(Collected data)
[Start of Attachment]
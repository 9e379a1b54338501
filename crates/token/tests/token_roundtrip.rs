//! End-to-end: resolve tokens against a config-driven registry, ship them
//! as JSON records, and restore them on the "other side".

use std::collections::HashSet;
use std::sync::Arc;

use mt_domain::config::Config;
use mt_domain::Error;
use mt_token::{
    EndpointId, HandleAdapter, HandleTable, RawHandle, SessionHandle, SessionToken, TokenContext,
    TokenType, TransferRecord,
};

const CONFIG: &str = r#"
[resolution]
metadata_key = "media.session.id"

[[registry.packages]]
name = "com.example.player"
uid = 10042

[[registry.packages.services]]
name = "PlaybackService"
actions = ["media.session.SessionService"]
metadata = { "media.session.id" = "playback" }

[[registry.packages.services]]
name = "LibraryService"
actions = ["media.session.LibraryService"]
"#;

fn init_tracing() {
    let _ = tracing_subscriber::fmt()
        .with_env_filter("debug")
        .with_test_writer()
        .try_init();
}

fn context() -> TokenContext {
    init_tracing();
    let config = Config::from_toml_str(CONFIG).unwrap();
    assert!(config.validate().is_empty());
    TokenContext::from_config(&config)
}

#[derive(Debug)]
struct LocalSession {
    raw: u64,
}

impl SessionHandle for LocalSession {
    fn endpoint(&self) -> EndpointId {
        EndpointId(self.raw)
    }

    fn raw_handle(&self) -> Option<RawHandle> {
        Some(RawHandle(self.raw))
    }
}

fn ship(token: &SessionToken) -> TransferRecord {
    let json = token.to_record().to_json().unwrap();
    TransferRecord::from_json(&json).unwrap()
}

#[test]
fn session_service_resolves_owner_and_id() {
    let ctx = context();
    let token = SessionToken::builder(TokenType::SessionService, "com.example.player")
        .service_name("PlaybackService")
        .build(&ctx)
        .unwrap();
    assert_eq!(token.owner_id(), 10042);
    assert_eq!(token.session_id(), "playback");
    assert!(token.handle().is_none());
}

#[test]
fn library_service_without_metadata_has_empty_id() {
    let ctx = context();
    let token = SessionToken::builder(TokenType::LibraryService, "com.example.player")
        .service_name("LibraryService")
        .build(&ctx)
        .unwrap();
    assert_eq!(token.session_id(), "");
}

#[test]
fn service_under_wrong_action_is_rejected() {
    let ctx = context();
    let err = SessionToken::builder(TokenType::LibraryService, "com.example.player")
        .service_name("PlaybackService")
        .build(&ctx)
        .unwrap_err();
    assert!(matches!(err, Error::InvalidArgument(_)));
}

#[test]
fn unknown_package_is_rejected() {
    let ctx = context();
    let err = SessionToken::builder(TokenType::Session, "com.example.ghost")
        .session_id("main")
        .build(&ctx)
        .unwrap_err();
    assert!(matches!(err, Error::InvalidArgument(_)));
}

#[test]
fn service_token_survives_json_transfer() {
    let ctx = context();
    let token = SessionToken::builder(TokenType::SessionService, "com.example.player")
        .service_name("PlaybackService")
        .build(&ctx)
        .unwrap();
    let restored = SessionToken::from_record(Some(&ship(&token)), &ctx)
        .unwrap()
        .unwrap();
    assert_eq!(restored, token);
    assert_eq!(restored.identity_hash(), token.identity_hash());
    assert_eq!(restored.service_name(), Some("PlaybackService"));
}

#[test]
fn remote_session_restores_as_equal_proxy() {
    let ctx = context();
    let local: Arc<dyn SessionHandle> = Arc::new(LocalSession { raw: 0xbeef });
    let token = SessionToken::builder(TokenType::Session, "com.example.player")
        .session_id("main")
        .handle(local.clone())
        .build(&ctx)
        .unwrap();

    let restored = SessionToken::from_record(Some(&ship(&token)), &ctx)
        .unwrap()
        .unwrap();
    assert!(!Arc::ptr_eq(restored.handle().unwrap(), &local));
    assert_eq!(restored, token);

    let set: HashSet<SessionToken> = [token, restored].into_iter().collect();
    assert_eq!(set.len(), 1);
}

#[test]
fn local_session_restores_identical_handle() {
    let table = Arc::new(HandleTable::new());
    let local: Arc<dyn SessionHandle> = Arc::new(LocalSession { raw: 31 });
    table.publish(RawHandle(31), local.clone());

    let mut ctx = context();
    ctx.adapter = table.clone() as Arc<dyn HandleAdapter>;

    let token = SessionToken::builder(TokenType::Session, "com.example.player")
        .owner_id(10042)
        .session_id("main")
        .handle(local.clone())
        .build(&ctx)
        .unwrap();
    let restored = SessionToken::from_record(Some(&token.to_record()), &ctx)
        .unwrap()
        .unwrap();
    assert!(Arc::ptr_eq(restored.handle().unwrap(), &local));
    assert_eq!(restored, token);

    table.withdraw(RawHandle(31));
    let proxied = SessionToken::from_record(Some(&token.to_record()), &ctx)
        .unwrap()
        .unwrap();
    assert!(!Arc::ptr_eq(proxied.handle().unwrap(), &local));
    assert_eq!(proxied, token);
}

#[test]
fn session_record_without_binder_is_rejected() {
    let ctx = context();
    let record = TransferRecord::from_json(
        r#"{"uid":10042,"type":0,"package_name":"com.example.player","id":"main"}"#,
    )
    .unwrap();
    let err = SessionToken::from_record(Some(&record), &ctx).unwrap_err();
    assert!(matches!(err, Error::InvalidArgument(_)));
}

#[test]
fn library_record_with_empty_service_is_rejected() {
    let ctx = context();
    let record = TransferRecord::from_json(
        r#"{"type":2,"package_name":"com.example.player","service_name":"","id":""}"#,
    )
    .unwrap();
    let err = SessionToken::from_record(Some(&record), &ctx).unwrap_err();
    assert!(matches!(err, Error::InvalidArgument(_)));
}

#[test]
fn absent_record_is_not_an_error() {
    let ctx = context();
    assert!(SessionToken::from_record(None, &ctx).unwrap().is_none());
}
//! Shared building blocks for the mediatoken crates: the common error type,
//! structured trace events, and TOML configuration.

pub mod config;
pub mod error;
pub mod trace;

pub use error::{Error, Result};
[End of Attachment]
--- The task ---
The full set of lines above should be retyped without a single change.

--- Output below ---
repository 9e379a1b54338501
filename crates/token/tests/token_roundtrip.rs
//! End-to-end: resolve tokens against a config-driven registry, ship them
//! as JSON records, and restore them on the "other side".

use std::collections::HashSet;
use std::sync::Arc;

use mt_domain::config::Config;
use mt_domain::Error;
use mt_token::{
    EndpointId, HandleAdapter, HandleTable, RawHandle, SessionHandle, SessionToken, TokenContext,
    TokenType, TransferRecord,
};

const CONFIG: &str = r#"
[resolution]
metadata_key = "media.session.id"

[[registry.packages]]
name = "com.example.player"
uid = 10042

[[registry.packages.services]]
name = "PlaybackService"
actions = ["media.session.SessionService"]
metadata = { "media.session.id" = "playback" }

[[registry.packages.services]]
name = "LibraryService"
actions = ["media.session.LibraryService"]
"#;

fn init_tracing() {
    let _ = tracing_subscriber::fmt()
        .with_env_filter("debug")
        .with_test_writer()
        .try_init();
}

fn context() -> TokenContext {
    init_tracing();
    let config = Config::from_toml_str(CONFIG).unwrap();
    assert!(config.validate().is_empty());
    TokenContext::from_config(&config)
}

#[derive(Debug)]
struct LocalSession {
    raw: u64,
}

impl SessionHandle for LocalSession {
    fn endpoint(&self) -> EndpointId {
        EndpointId(self.raw)
    }

    fn raw_handle(&self) -> Option<RawHandle> {
        Some(RawHandle(self.raw))
    }
}

fn ship(token: &SessionToken) -> TransferRecord {
    let json = token.to_record().to_json().unwrap();
    TransferRecord::from_json(&json).unwrap()
}

#[test]
fn session_service_resolves_owner_and_id() {
    let ctx = context();
    let token = SessionToken::builder(TokenType::SessionService, "com.example.player")
        .service_name("PlaybackService")
        .build(&ctx)
        .unwrap();
    assert_eq!(token.owner_id(), 10042);
    assert_eq!(token.session_id(), "playback");
    assert!(token.handle().is_none());
}

#[test]
fn library_service_without_metadata_has_empty_id() {
    let ctx = context();
    let token = SessionToken::builder(TokenType::LibraryService, "com.example.player")
        .service_name("LibraryService")
        .build(&ctx)
        .unwrap();
    assert_eq!(token.session_id(), "");
}

#[test]
fn service_under_wrong_action_is_rejected() {
    let ctx = context();
    let err = SessionToken::builder(TokenType::LibraryService, "com.example.player")
        .service_name("PlaybackService")
        .build(&ctx)
        .unwrap_err();
    assert!(matches!(err, Error::InvalidArgument(_)));
}

#[test]
fn unknown_package_is_rejected() {
    let ctx = context();
    let err = SessionToken::builder(TokenType::Session, "com.example.ghost")
        .session_id("main")
        .build(&ctx)
        .unwrap_err();
    assert!(matches!(err, Error::InvalidArgument(_)));
}

#[test]
fn service_token_survives_json_transfer() {
    let ctx = context();
    let token = SessionToken::builder(TokenType::SessionService, "com.example.player")
        .service_name("PlaybackService")
        .build(&ctx)
        .unwrap();
    let restored = SessionToken::from_record(Some(&ship(&token)), &ctx)
        .unwrap()
        .unwrap();
    assert_eq!(restored, token);
    assert_eq!(restored.identity_hash(), token.identity_hash());
    assert_eq!(restored.service_name(), Some("PlaybackService"));
}

#[test]
fn remote_session_restores_as_equal_proxy() {
    let ctx = context();
    let local: Arc<dyn SessionHandle> = Arc::new(LocalSession { raw: 0xbeef });
    let token = SessionToken::builder(TokenType::Session, "com.example.player")
        .session_id("main")
        .handle(local.clone())
        .build(&ctx)
        .unwrap();

    let restored = SessionToken::from_record(Some(&ship(&token)), &ctx)
        .unwrap()
        .unwrap();
    assert!(!Arc::ptr_eq(restored.handle().unwrap(), &local));
    assert_eq!(restored, token);

    let set: HashSet<SessionToken> = [token, restored].into_iter().collect();
    assert_eq!(set.len(), 1);
}

#[test]
fn local_session_restores_identical_handle() {
    let table = Arc::new(HandleTable::new());
    let local: Arc<dyn SessionHandle> = Arc::new(LocalSession { raw: 31 });
    table.publish(RawHandle(31), local.clone());

    let mut ctx = context();
    ctx.adapter = table.clone() as Arc<dyn HandleAdapter>;

    let token = SessionToken::builder(TokenType::Session, "com.example.player")
        .owner_id(10042)
        .session_id("main")
        .handle(local.clone())
        .build(&ctx)
        .unwrap();
    let restored = SessionToken::from_record(Some(&token.to_record()), &ctx)
        .unwrap()
        .unwrap();
    assert!(Arc::ptr_eq(restored.handle().unwrap(), &local));
    assert_eq!(restored, token);

    table.withdraw(RawHandle(31));
    let proxied = SessionToken::from_record(Some(&token.to_record()), &ctx)
        .unwrap()
        .unwrap();
    assert!(!Arc::ptr_eq(proxied.handle().unwrap(), &local));
    assert_eq!(proxied, token);
}

#[test]
fn session_record_without_binder_is_rejected() {
    let ctx = context();
    let record = TransferRecord::from_json(
        r#"{"uid":10042,"type":0,"package_name":"com.example.player","id":"main"}"#,
    )
    .unwrap();
    let err = SessionToken::from_record(Some(&record), &ctx).unwrap_err();
    assert!(matches!(err, Error::InvalidArgument(_)));
}

#[test]
fn library_record_with_empty_service_is_rejected() {
    let ctx = context();
    let record = TransferRecord::from_json(
        r#"{"type":2,"package_name":"com.example.player","service_name":"","id":""}"#,
    )
    .unwrap();
    let err = SessionToken::from_record(Some(&record), &ctx).unwrap_err();
    assert!(matches!(err, Error::InvalidArgument(_)));
}

#[test]
fn absent_record_is_not_an_error() {
    let ctx = context();
    assert!(SessionToken::from_record(None, &ctx).unwrap().is_none());
}
//! Shared building blocks for the mediatoken crates: the common error type,
//! structured trace events, and TOML configuration.

pub mod config;
pub mod error;
pub mod trace;

pub use error::{Error, Result};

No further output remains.